Alison Johnstone, Scottish Green MSP for the Lothians (and at the time, also the Green councillor for Meadows / Morningside) said in December 2011:
“I think a loss of such a unique facility is a loss for the whole city and beyond.”
“I think its unfortunate that we’re having to fund Commonwealth Games facilities with local community assets. That’s something that we cannot continue to do and it’s not sustainable.
“We’ll never have elite athletes if we don’t have the grassroots facilities, and I’m very concerned that the terms of an earlier council motion have been disregarded because it’s seen as inconvenient – it sets a truly scary precedent.”
Before May 2012, the City culture and sport convenor was Deidre Brock, the SNP councillor for Leith Walk and now MP for Edinburgh North and Leith. Deidre Brock’s response to the Scottish Green protests against Leith Waterworld’s closure was to accuse the Scottish Green councillors of “political opportunism”.
Deidre Brock supported the closure of Leith Waterworld: the Splashback campaign blog notes a letter she wrote to the Scotsman in December 2011 correcting what she perceived as factual inaccuracies in the case for keeping Waterworld open.

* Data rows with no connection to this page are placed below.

use std::sync::Arc;
use tracing::{debug, info};
use uuid::Uuid;

use super::bridge::Bridge;
use crate::error::{BridgeError, LinkError, Step};
use crate::link::{Link, LinkDirectory};
use crate::netns::{host_netns_path, NetNamespace, NsWorker};

/// How many random host-side names to try before giving up
const MAX_NAME_ATTEMPTS: usize = 10;

/// Connects a container namespace to the bridge with a veth pair.
pub struct VethAttacher<D> {
    links: Arc<D>,
    mtu: u32,
}

impl<D: LinkDirectory> VethAttacher<D> {
    pub fn new(links: Arc<D>, mtu: u32) -> Self {
        Self { links, mtu }
    }

    /// Create the pair inside `netns` with the container end named `ifname`,
    /// bring the host end back to the host namespace and enslave it to
    /// `bridge`. Returns the host end.
    ///
    /// The namespace handle is released on the worker once the pair is set
    /// up or the first step fails. Devices created before a failure are left
    /// behind.
    pub async fn attach<N: NetNamespace>(
        &self,
        worker: &NsWorker,
        bridge: &Bridge,
        netns: N,
        ifname: &str,
    ) -> Result<Link, BridgeError> {
        let path = netns.path().to_string();
        let links = Arc::clone(&self.links);
        let container_ifname = ifname.to_string();
        let mtu = self.mtu;
        let host_ns = host_netns_path();

        let host_name = worker
            .run(move || {
                netns.run(|| setup_veth(links.as_ref(), &container_ifname, mtu, &host_ns))
            })
            .await
            .and_then(|entered| entered)
            .map_err(BridgeError::namespace(&path))??;

        debug!("Host end of {} in {} is {}", ifname, path, host_name);

        let mut host = self
            .links
            .link_by_name(&host_name)
            .map_err(BridgeError::kernel(Step::LookupHostVeth))?;

        self.links
            .set_up(&host.name)
            .map_err(BridgeError::kernel(Step::EnableHostVeth))?;
        host.up = true;

        self.links
            .set_master(&host.name, bridge.name())
            .map_err(BridgeError::kernel(Step::SetMaster))?;
        host.master = Some(bridge.name().to_string());

        info!(
            "Attached {} to bridge {} for {} in {}",
            host.name,
            bridge.name(),
            ifname,
            path
        );
        Ok(host)
    }
}

/// Runs inside the target namespace. Returns the host end's name.
fn setup_veth<D: LinkDirectory>(
    links: &D,
    ifname: &str,
    mtu: u32,
    host_ns: &str,
) -> Result<String, BridgeError> {
    let peer = create_pair(links, ifname, mtu)?;

    links
        .set_up(ifname)
        .map_err(BridgeError::kernel(Step::EnableContainerVeth))?;

    links
        .set_netns(&peer, host_ns)
        .map_err(BridgeError::kernel(Step::MoveHostVeth))?;

    Ok(peer)
}

fn create_pair<D: LinkDirectory>(links: &D, ifname: &str, mtu: u32) -> Result<String, BridgeError> {
    let mut tried = String::new();

    for _ in 0..MAX_NAME_ATTEMPTS {
        let peer = random_veth_name();
        match links.add_veth(ifname, &peer, mtu) {
            Ok(()) => return Ok(peer),
            Err(LinkError::Exists(_)) if links.link_by_name(&peer).is_ok() => {
                debug!("Veth name {} is taken, picking another", peer);
                tried = peer;
            }
            Err(LinkError::Exists(_)) => {
                return Err(BridgeError::kernel(Step::CreateVeth)(LinkError::NameTaken(
                    ifname.to_string(),
                )))
            }
            Err(e) => return Err(BridgeError::kernel(Step::CreateVeth)(e)),
        }
    }

    Err(BridgeError::kernel(Step::CreateVeth)(LinkError::Exists(tried)))
}

/// `veth` followed by 8 random hex digits
pub fn random_veth_name() -> String {
    let id = Uuid::new_v4().simple().to_string();
    format!("veth{}", &id[..8])
}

On Thursday, 22nd December 2011, one of the Splashback campaigners wrote in their blog:
“We are very disappointed and astonished that the Council have not been able to meet their commitment to the people of Edinburgh to keep Leith Waterworld open until the Royal Commonwealth Pool is fully reopened to the public. We are extremely concerned that the administration have not followed due process, particularly in relation to fostering equality in the city.

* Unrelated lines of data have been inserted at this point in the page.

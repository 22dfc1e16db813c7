//! Network namespace handles and the thread that is allowed to switch them.
//!
//! Namespace membership is a property of the calling thread. All switching
//! happens on one dedicated OS thread owned by [`NsWorker`]; nothing else is
//! ever scheduled onto it.

use nix::sched::{setns, CloneFlags};
use std::fs::File;
use std::io;
use std::os::unix::io::AsRawFd;
use std::thread;
use tokio::sync::{mpsc, oneshot};
use tracing::{debug, trace};

use crate::error::NsError;

/// Namespace of the calling thread, as opposed to `/proc/self` which names
/// the thread group leader
const THREAD_NETNS: &str = "/proc/thread-self/ns/net";

/// Locator of the host namespace.
///
/// The pinned worker never switches the process leader thread, so the
/// leader's namespace is the host namespace for the whole invocation.
pub fn host_netns_path() -> String {
    format!("/proc/{}/ns/net", std::process::id())
}

/// An open handle to a network namespace. Dropping it releases the handle.
pub trait NetNamespace: Send + Sized + 'static {
    /// Open the namespace at `path`
    fn open(path: &str) -> Result<Self, NsError>;

    /// Path the handle was opened from
    fn path(&self) -> &str;

    /// Run `f` with the calling thread switched into this namespace. The
    /// original namespace is restored before returning, whatever `f` does.
    fn run<T>(&self, f: impl FnOnce() -> T) -> Result<T, NsError>;
}

/// Handle to a namespace file such as `/var/run/netns/<name>` or
/// `/proc/<pid>/ns/net`
#[derive(Debug)]
pub struct NetNs {
    path: String,
    file: File,
}

impl NetNamespace for NetNs {
    fn open(path: &str) -> Result<Self, NsError> {
        let file = File::open(path).map_err(|source| NsError::Open {
            path: path.to_string(),
            source,
        })?;
        Ok(Self {
            path: path.to_string(),
            file,
        })
    }

    fn path(&self) -> &str {
        &self.path
    }

    fn run<T>(&self, f: impl FnOnce() -> T) -> Result<T, NsError> {
        let guard = NsGuard::enter(&self.file)?;
        trace!("Entered network namespace {}", self.path);

        let result = f();

        drop(guard);
        trace!("Left network namespace {}", self.path);
        Ok(result)
    }
}

/// Restores the thread's original namespace when dropped
struct NsGuard {
    original: File,
}

impl NsGuard {
    fn enter(target: &File) -> Result<Self, NsError> {
        let original = File::open(THREAD_NETNS).map_err(|source| NsError::Open {
            path: THREAD_NETNS.to_string(),
            source,
        })?;

        setns(target.as_raw_fd(), CloneFlags::CLONE_NEWNET).map_err(NsError::Enter)?;

        Ok(Self { original })
    }
}

impl Drop for NsGuard {
    fn drop(&mut self) {
        if let Err(e) = setns(self.original.as_raw_fd(), CloneFlags::CLONE_NEWNET) {
            // A thread left in the wrong namespace must not run anything else.
            // Unwinding ends the worker thread.
            if !thread::panicking() {
                panic!("failed to restore network namespace: {e}");
            }
        }
    }
}

type Job = Box<dyn FnOnce() + Send + 'static>;

/// The OS thread that performs namespace-scoped work.
///
/// Spawned once at process start and kept for the life of the process. Jobs
/// are handed over through a single-slot channel and run one at a time.
#[derive(Debug)]
pub struct NsWorker {
    jobs: mpsc::Sender<Job>,
}

impl NsWorker {
    pub fn spawn() -> io::Result<Self> {
        let (jobs, mut queue) = mpsc::channel::<Job>(1);

        thread::Builder::new()
            .name("netns-worker".to_string())
            .spawn(move || {
                while let Some(job) = queue.blocking_recv() {
                    job();
                }
                debug!("Namespace worker stopped");
            })?;

        Ok(Self { jobs })
    }

    /// Run `f` on the worker thread and wait for its result
    pub async fn run<T, F>(&self, f: F) -> Result<T, NsError>
    where
        F: FnOnce() -> T + Send + 'static,
        T: Send + 'static,
    {
        let (reply, result) = oneshot::channel();
        let job: Job = Box::new(move || {
            let _ = reply.send(f());
        });

        self.jobs.send(job).await.map_err(|_| NsError::WorkerGone)?;
        result.await.map_err(|_| NsError::WorkerGone)
    }
}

Cllr Brock did not want to go into details today. Is she, or indeed the council, in possession of the full facts? This SNP/Lib Dem administration is making decisions about service provision for children and the disabled in Leith based on innuendo and rumour. Over the three weeks the administration have refused to engage with the campaign and provide full and fair information. Cllr Brock has repeatedly provided different and misleading details on the costs and the lack of consultation with the community.”
In her maiden speech in the House of Commons yesterday, Deidre Brock did not mention Leith Waterworld explicitly, nor acknowledge her part in its closure: she rose to respond to a motion on Opposition Day, on the “squandering of the London Olympic Legacy”.
Given the amount of infrastructure spending that was denied other areas of the UK, as we have heard, to be focused on London for those games, some of us may be forgiven for asking whether the legacy in question should be thought of as a positive one.
I shall be generous, though, and leave that aside, and say that creating the next generation of athletes, elite and otherwise, and improving the health and wellbeing of our people cannot be done unless there is investment in facilities, in coaching provision, and in society.
That’s very true. But, when Edinburgh councillors stood up for investment in facilities to create the next generation of athletes – for children of Edinburgh and the Lothians to learn joy and confidence in swimming in a facility specially designed for their needs – Deidre Brock was not one of them: she called this “political opportunism”.
[Correction: In an earlier version of the blog I wrote that the soft play area proposed in 2012 hadn’t opened yet. I’m happy to correct the mistake: Jungle Adventures Edinburgh is now open.]